[[ Data, beginning ]]

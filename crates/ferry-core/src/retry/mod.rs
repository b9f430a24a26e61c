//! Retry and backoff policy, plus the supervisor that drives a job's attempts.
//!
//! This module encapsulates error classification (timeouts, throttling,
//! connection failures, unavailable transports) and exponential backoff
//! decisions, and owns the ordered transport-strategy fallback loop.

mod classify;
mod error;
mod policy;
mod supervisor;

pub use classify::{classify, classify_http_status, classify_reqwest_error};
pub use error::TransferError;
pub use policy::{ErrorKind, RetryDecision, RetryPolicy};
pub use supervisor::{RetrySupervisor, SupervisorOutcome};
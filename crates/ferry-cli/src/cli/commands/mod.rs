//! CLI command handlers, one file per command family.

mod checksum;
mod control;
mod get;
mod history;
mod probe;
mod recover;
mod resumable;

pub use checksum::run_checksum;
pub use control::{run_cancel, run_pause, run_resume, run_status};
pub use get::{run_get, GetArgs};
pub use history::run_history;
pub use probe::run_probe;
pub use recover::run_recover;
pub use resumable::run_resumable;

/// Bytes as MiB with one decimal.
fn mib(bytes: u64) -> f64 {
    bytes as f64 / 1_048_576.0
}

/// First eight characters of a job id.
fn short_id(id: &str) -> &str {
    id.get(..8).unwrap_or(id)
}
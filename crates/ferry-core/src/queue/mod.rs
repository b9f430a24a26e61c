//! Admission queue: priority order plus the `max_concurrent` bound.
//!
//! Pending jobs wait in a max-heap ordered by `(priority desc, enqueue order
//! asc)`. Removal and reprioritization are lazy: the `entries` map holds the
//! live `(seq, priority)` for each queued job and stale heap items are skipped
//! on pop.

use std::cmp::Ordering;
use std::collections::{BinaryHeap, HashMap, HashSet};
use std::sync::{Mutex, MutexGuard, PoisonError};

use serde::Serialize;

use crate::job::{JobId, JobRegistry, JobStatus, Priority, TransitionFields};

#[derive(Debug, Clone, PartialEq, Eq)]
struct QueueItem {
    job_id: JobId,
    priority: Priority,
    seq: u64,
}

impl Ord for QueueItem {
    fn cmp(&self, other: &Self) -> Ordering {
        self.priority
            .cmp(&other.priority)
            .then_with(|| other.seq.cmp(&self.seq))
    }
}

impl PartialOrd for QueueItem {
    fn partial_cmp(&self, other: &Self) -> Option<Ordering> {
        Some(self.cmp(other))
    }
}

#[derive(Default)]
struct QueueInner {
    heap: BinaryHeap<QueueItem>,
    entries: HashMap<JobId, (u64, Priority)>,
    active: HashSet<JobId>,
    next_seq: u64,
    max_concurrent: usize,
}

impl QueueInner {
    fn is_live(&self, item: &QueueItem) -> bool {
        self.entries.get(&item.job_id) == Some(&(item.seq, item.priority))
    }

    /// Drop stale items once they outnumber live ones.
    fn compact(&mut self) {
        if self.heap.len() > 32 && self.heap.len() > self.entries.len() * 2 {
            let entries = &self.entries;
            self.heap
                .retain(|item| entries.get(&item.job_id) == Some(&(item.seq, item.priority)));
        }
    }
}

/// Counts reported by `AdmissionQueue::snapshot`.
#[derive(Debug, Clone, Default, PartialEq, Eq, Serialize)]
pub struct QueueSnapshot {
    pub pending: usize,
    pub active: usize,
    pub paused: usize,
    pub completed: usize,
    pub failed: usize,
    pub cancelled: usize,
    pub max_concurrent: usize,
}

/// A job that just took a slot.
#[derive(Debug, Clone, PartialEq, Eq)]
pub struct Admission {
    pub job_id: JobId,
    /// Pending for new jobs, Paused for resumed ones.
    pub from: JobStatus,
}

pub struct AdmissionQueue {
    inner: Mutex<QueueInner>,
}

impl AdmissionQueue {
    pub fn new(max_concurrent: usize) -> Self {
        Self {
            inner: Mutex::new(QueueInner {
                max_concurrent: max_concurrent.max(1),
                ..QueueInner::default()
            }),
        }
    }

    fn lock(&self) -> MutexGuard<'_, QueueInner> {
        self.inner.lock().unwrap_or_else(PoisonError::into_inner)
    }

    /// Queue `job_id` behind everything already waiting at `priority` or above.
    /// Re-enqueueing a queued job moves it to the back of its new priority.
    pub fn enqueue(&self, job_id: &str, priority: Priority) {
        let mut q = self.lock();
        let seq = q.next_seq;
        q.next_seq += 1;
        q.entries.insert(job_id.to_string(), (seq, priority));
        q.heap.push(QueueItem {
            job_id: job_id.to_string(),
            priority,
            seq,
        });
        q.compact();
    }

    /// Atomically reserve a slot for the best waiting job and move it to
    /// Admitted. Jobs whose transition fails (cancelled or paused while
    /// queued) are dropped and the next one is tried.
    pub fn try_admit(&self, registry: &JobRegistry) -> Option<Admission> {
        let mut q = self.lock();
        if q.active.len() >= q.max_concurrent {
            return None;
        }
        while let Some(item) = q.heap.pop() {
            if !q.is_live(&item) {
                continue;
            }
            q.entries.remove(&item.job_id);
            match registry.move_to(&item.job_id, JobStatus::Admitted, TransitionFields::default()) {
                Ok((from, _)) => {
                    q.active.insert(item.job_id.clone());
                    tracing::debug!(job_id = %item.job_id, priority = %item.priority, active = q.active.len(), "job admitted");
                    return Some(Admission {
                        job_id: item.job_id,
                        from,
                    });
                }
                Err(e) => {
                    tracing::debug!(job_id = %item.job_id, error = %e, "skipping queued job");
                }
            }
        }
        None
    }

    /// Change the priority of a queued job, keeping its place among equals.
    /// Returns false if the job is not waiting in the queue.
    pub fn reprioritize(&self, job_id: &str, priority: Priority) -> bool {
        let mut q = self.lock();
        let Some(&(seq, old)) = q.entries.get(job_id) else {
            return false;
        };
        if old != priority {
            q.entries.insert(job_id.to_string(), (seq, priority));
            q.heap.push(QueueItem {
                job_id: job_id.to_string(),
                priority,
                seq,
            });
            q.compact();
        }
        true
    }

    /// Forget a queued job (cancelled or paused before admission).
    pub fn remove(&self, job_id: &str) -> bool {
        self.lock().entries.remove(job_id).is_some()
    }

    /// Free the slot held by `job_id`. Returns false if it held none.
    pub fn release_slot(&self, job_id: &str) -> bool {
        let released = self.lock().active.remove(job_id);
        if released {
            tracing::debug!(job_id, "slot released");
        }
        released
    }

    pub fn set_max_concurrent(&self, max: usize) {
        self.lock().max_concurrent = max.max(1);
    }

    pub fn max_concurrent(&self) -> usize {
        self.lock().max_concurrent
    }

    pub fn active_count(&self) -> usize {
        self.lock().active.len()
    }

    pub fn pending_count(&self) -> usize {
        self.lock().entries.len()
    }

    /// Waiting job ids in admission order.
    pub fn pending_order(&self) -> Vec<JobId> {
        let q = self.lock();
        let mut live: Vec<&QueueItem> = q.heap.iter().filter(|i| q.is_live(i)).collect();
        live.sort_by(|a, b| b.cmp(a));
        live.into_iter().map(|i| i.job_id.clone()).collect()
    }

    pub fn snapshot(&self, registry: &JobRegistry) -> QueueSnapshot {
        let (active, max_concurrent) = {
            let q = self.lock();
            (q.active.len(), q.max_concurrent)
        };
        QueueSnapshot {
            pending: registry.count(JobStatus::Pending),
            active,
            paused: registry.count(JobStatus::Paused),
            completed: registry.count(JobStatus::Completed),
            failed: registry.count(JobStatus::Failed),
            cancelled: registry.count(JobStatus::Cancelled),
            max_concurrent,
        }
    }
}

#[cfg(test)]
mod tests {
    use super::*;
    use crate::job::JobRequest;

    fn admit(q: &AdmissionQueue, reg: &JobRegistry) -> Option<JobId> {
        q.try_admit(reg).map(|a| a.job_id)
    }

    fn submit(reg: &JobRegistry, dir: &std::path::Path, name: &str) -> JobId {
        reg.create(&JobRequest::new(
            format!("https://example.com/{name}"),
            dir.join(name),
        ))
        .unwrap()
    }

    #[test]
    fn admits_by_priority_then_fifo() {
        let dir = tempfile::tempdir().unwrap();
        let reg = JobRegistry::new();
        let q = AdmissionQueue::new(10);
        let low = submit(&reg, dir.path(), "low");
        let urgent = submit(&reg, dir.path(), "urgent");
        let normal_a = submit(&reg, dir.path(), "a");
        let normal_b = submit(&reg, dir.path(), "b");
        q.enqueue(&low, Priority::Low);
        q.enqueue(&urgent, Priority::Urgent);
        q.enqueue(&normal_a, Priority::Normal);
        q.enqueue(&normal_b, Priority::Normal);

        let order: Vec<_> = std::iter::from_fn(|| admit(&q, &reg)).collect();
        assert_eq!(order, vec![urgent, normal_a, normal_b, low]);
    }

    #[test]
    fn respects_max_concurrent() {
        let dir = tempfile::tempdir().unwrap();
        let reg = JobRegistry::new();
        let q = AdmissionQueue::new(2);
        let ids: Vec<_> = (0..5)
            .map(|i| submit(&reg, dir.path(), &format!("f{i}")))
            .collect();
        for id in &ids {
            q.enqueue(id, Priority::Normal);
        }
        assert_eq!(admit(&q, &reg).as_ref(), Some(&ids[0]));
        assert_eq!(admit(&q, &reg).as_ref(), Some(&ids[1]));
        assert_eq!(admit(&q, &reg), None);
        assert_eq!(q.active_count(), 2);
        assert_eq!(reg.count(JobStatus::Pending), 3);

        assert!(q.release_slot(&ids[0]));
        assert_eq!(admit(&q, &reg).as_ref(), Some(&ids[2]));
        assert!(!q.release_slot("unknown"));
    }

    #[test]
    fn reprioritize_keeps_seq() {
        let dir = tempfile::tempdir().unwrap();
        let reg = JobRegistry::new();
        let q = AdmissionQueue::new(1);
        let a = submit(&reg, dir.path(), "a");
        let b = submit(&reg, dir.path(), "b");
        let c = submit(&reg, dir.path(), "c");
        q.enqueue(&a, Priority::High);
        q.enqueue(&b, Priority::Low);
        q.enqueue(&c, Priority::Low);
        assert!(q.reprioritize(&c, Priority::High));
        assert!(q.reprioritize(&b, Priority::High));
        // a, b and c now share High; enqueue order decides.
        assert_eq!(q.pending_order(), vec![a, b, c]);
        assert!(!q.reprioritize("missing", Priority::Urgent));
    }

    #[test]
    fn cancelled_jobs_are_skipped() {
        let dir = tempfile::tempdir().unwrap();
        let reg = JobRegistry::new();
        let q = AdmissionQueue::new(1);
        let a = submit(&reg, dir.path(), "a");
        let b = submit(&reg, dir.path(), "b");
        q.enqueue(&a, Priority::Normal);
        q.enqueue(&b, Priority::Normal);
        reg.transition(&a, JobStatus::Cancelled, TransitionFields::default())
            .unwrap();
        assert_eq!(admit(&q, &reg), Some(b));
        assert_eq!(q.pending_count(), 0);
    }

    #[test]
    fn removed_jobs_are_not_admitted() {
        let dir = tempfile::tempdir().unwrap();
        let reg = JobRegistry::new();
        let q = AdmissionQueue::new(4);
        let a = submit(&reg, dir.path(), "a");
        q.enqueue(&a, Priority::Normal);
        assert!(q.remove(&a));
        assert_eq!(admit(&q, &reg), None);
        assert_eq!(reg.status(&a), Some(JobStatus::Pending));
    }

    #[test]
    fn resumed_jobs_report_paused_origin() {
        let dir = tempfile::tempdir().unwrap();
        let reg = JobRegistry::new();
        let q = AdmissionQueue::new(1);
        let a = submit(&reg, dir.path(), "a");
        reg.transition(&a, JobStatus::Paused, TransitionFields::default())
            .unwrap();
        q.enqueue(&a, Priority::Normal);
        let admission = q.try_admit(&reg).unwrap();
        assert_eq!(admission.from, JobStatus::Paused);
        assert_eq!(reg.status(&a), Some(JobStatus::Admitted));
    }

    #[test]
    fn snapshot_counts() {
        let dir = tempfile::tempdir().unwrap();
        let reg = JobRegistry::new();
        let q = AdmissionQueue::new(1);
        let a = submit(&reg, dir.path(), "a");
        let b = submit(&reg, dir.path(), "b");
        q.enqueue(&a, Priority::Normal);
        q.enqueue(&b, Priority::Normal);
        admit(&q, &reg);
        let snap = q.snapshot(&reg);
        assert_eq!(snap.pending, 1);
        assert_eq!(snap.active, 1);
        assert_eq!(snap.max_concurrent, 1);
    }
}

[[ Data, end ]]

Exercise brief> From the data above, copy out every line with the string "checksum" in it.

Response box>
mod checksum;
pub use checksum::run_checksum;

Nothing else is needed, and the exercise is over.